Vagnozzi and Loeb say we can go even further back, however, by tracing gravitons, particles which mediate the force of gravity.

“The Universe was transparent to gravitons all the way back to the earliest instant traced by known physics, the Planck time: 10 to the power of -43 seconds, when the temperature was the highest conceivable: 10 to the power of 32 degrees,” said Loeb. “A proper understanding of what came before that requires a predictive theory of quantum gravity, which we do not possess.”

Vagnozzi and Loeb say that once the Universe allowed gravitons to travel freely without scattering, a relic background of thermal gravitational radiation with a temperature of slightly less than one degree above absolute zero should have been generated: the cosmic graviton background (CGB).

However, the Big Bang theory does not allow for the existence of the CGB, as it suggests that the exponential inflation of the newborn universe diluted relics such as the CGB to a point that they are undetectable. This can be turned into a test: if the CGB were detected, clearly this would rule out cosmic inflation, which does not allow for its existence.

Vagnozzi and Loeb argue that such a test is possible, and the CGB could in principle be detected in future. The CGB adds to the cosmic radiation budget, which otherwise includes microwave and neutrino backgrounds. It therefore affects the cosmic expansion rate of the early Universe at a level that is detectable by next-generation cosmological probes, which could provide the first indirect detection of the CGB.
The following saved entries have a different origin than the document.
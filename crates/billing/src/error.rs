//! Billing error types

use thiserror::Error;
use uuid::Uuid;

/// Billing-specific errors
#[derive(Debug, Error)]
pub enum BillingError {
    #[error("Stripe API error: {0}")]
    StripeApi(String),

    #[error("Ledger not found for user: {0}")]
    LedgerNotFound(Uuid),

    #[error("No payment profile on file for user: {0}")]
    NoPayerOnFile(Uuid),

    #[error("Subscription is not active: {0}")]
    SubscriptionInvalid(String),

    #[error("Invalid quantity: {0}")]
    InvalidQuantity(i64),

    #[error("No price configured for usage kind: {0}")]
    MissingPrice(String),

    #[error("Price has no per-unit amount: {0}")]
    PriceUnusable(String),

    #[error("Daily spending cap reached: {pending_cents} of {cap_cents} cents pending, {remaining_cents} remaining")]
    CapExceeded {
        pending_cents: i64,
        cap_cents: i64,
        remaining_cents: i64,
    },

    #[error("Meter event rejected: {0}")]
    MeterRejected(String),

    #[error("Webhook signature verification failed")]
    WebhookSignatureInvalid,

    #[error("Webhook event type not supported: {0}")]
    WebhookEventNotSupported(String),

    #[error("Database error: {0}")]
    Database(String),

    #[error("Configuration error: {0}")]
    Config(String),

    #[error("Internal error: {0}")]
    Internal(String),
}

impl From<stripe::StripeError> for BillingError {
    fn from(err: stripe::StripeError) -> Self {
        BillingError::StripeApi(err.to_string())
    }
}

impl From<sqlx::Error> for BillingError {
    fn from(err: sqlx::Error) -> Self {
        BillingError::Database(err.to_string())
    }
}

pub type BillingResult<T> = Result<T, BillingError>;
//! API server configuration

use anyhow::Context;

/// Server configuration loaded from the environment
#[derive(Debug, Clone)]
pub struct Config {
    pub database_url: String,
    pub jwt_secret: String,
    pub bind_addr: String,
}

impl Config {
    /// Load configuration, failing fast on missing required values
    pub fn from_env() -> anyhow::Result<Self> {
        let database_url = std::env::var("DATABASE_URL").context("DATABASE_URL not set")?;
        let jwt_secret = std::env::var("JWT_SECRET").context("JWT_SECRET not set")?;

        let bind_addr = std::env::var("BIND_ADDR").unwrap_or_else(|_| {
            let port = std::env::var("PORT").unwrap_or_else(|_| "8080".to_string());
            format!("0.0.0.0:{port}")
        });

        Ok(Self {
            database_url,
            jwt_secret,
            bind_addr,
        })
    }
}
//! Usage subscription provisioning
//!
//! Every payer carries a second, zero-quantity subscription holding the four
//! metered prices. Meter events land on it and Stripe invoices the
//! accumulated usage at period end.

use std::collections::HashMap;
use std::str::FromStr;

use stripe::{
    CreateSubscription, CreateSubscriptionItems, CustomerId, ListSubscriptions, Subscription,
    SubscriptionId, SubscriptionStatus, UpdateSubscription, UpdateSubscriptionItems,
};
use uuid::Uuid;

use crate::client::StripeClient;
use crate::error::{BillingError, BillingResult};
use crate::ledger::LedgerStore;

/// Metadata marker distinguishing the usage subscription from access plans
const PLAN_METADATA_KEY: &str = "plan";
const USAGE_PLAN: &str = "usage";

/// Idempotent provisioner for the per-payer usage subscription
#[derive(Clone)]
pub struct UsageProvisioner {
    stripe: StripeClient,
    ledgers: LedgerStore,
}

impl UsageProvisioner {
    pub fn new(stripe: StripeClient, ledgers: LedgerStore) -> Self {
        Self { stripe, ledgers }
    }

    /// Find or create the usage subscription for a customer.
    ///
    /// Safe to call on every usage request: an existing subscription is
    /// reused, and any metered prices missing from it (added kinds after the
    /// subscription was created) are appended as line items.
    pub async fn ensure_usage_subscription(
        &self,
        user_id: Uuid,
        customer_id: &str,
    ) -> BillingResult<String> {
        let subscription = match self.find_existing(customer_id).await? {
            Some(subscription) => {
                self.append_missing_items(&subscription).await?;
                subscription
            }
            None => self.create(user_id, customer_id).await?,
        };

        let subscription_id = subscription.id.to_string();
        self.ledgers
            .set_usage_subscription(user_id, &subscription_id)
            .await?;
        Ok(subscription_id)
    }

    async fn find_existing(&self, customer_id: &str) -> BillingResult<Option<Subscription>> {
        let customer = CustomerId::from_str(customer_id)
            .map_err(|_| BillingError::Internal(format!("bad customer id: {customer_id}")))?;

        let params = ListSubscriptions {
            customer: Some(customer),
            ..Default::default()
        };
        let subscriptions = Subscription::list(self.stripe.inner(), &params).await?;

        Ok(subscriptions.data.into_iter().find(|s| {
            s.status != SubscriptionStatus::Canceled
                && s.metadata.get(PLAN_METADATA_KEY).map(String::as_str) == Some(USAGE_PLAN)
        }))
    }

    async fn create(&self, user_id: Uuid, customer_id: &str) -> BillingResult<Subscription> {
        let customer = CustomerId::from_str(customer_id)
            .map_err(|_| BillingError::Internal(format!("bad customer id: {customer_id}")))?;

        let mut params = CreateSubscription::new(customer);
        // Metered prices take no quantity; usage arrives via meter events
        params.items = Some(
            self.stripe
                .config()
                .pricing
                .all_price_ids()
                .into_iter()
                .map(|price_id| CreateSubscriptionItems {
                    price: Some(price_id.to_string()),
                    ..Default::default()
                })
                .collect(),
        );
        let mut metadata = HashMap::new();
        metadata.insert(PLAN_METADATA_KEY.to_string(), USAGE_PLAN.to_string());
        metadata.insert("user_id".to_string(), user_id.to_string());
        params.metadata = Some(metadata);

        let subscription = Subscription::create(self.stripe.inner(), params).await?;
        tracing::info!(
            user_id = %user_id,
            subscription_id = %subscription.id,
            "created usage subscription"
        );
        Ok(subscription)
    }

    async fn append_missing_items(&self, subscription: &Subscription) -> BillingResult<()> {
        let existing: Vec<String> = subscription
            .items
            .data
            .iter()
            .filter_map(|item| item.price.as_ref().map(|p| p.id.to_string()))
            .collect();

        let missing: Vec<UpdateSubscriptionItems> = self
            .stripe
            .config()
            .pricing
            .all_price_ids()
            .into_iter()
            .filter(|price_id| !existing.iter().any(|e| e == price_id))
            .map(|price_id| UpdateSubscriptionItems {
                price: Some(price_id.to_string()),
                ..Default::default()
            })
            .collect();

        if missing.is_empty() {
            return Ok(());
        }

        let subscription_id = SubscriptionId::from_str(subscription.id.as_str())
            .map_err(|_| BillingError::Internal("bad subscription id".to_string()))?;
        let added = missing.len();
        let params = UpdateSubscription {
            items: Some(missing),
            ..Default::default()
        };
        Subscription::update(self.stripe.inner(), &subscription_id, params).await?;

        tracing::info!(
            subscription_id = %subscription.id,
            added,
            "appended missing metered prices to usage subscription"
        );
        Ok(())
    }
}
However, to claim a definitive detection of the CGB, the ‘smoking gun’ would be the detection of a background of high-frequency gravitational waves peaking at frequencies around 100 GHz. This would be very hard to detect, and would require tremendous technological advances in gyrotron and superconducting magnets technology. Nevertheless, say the researchers, this signal may be within our reach in future.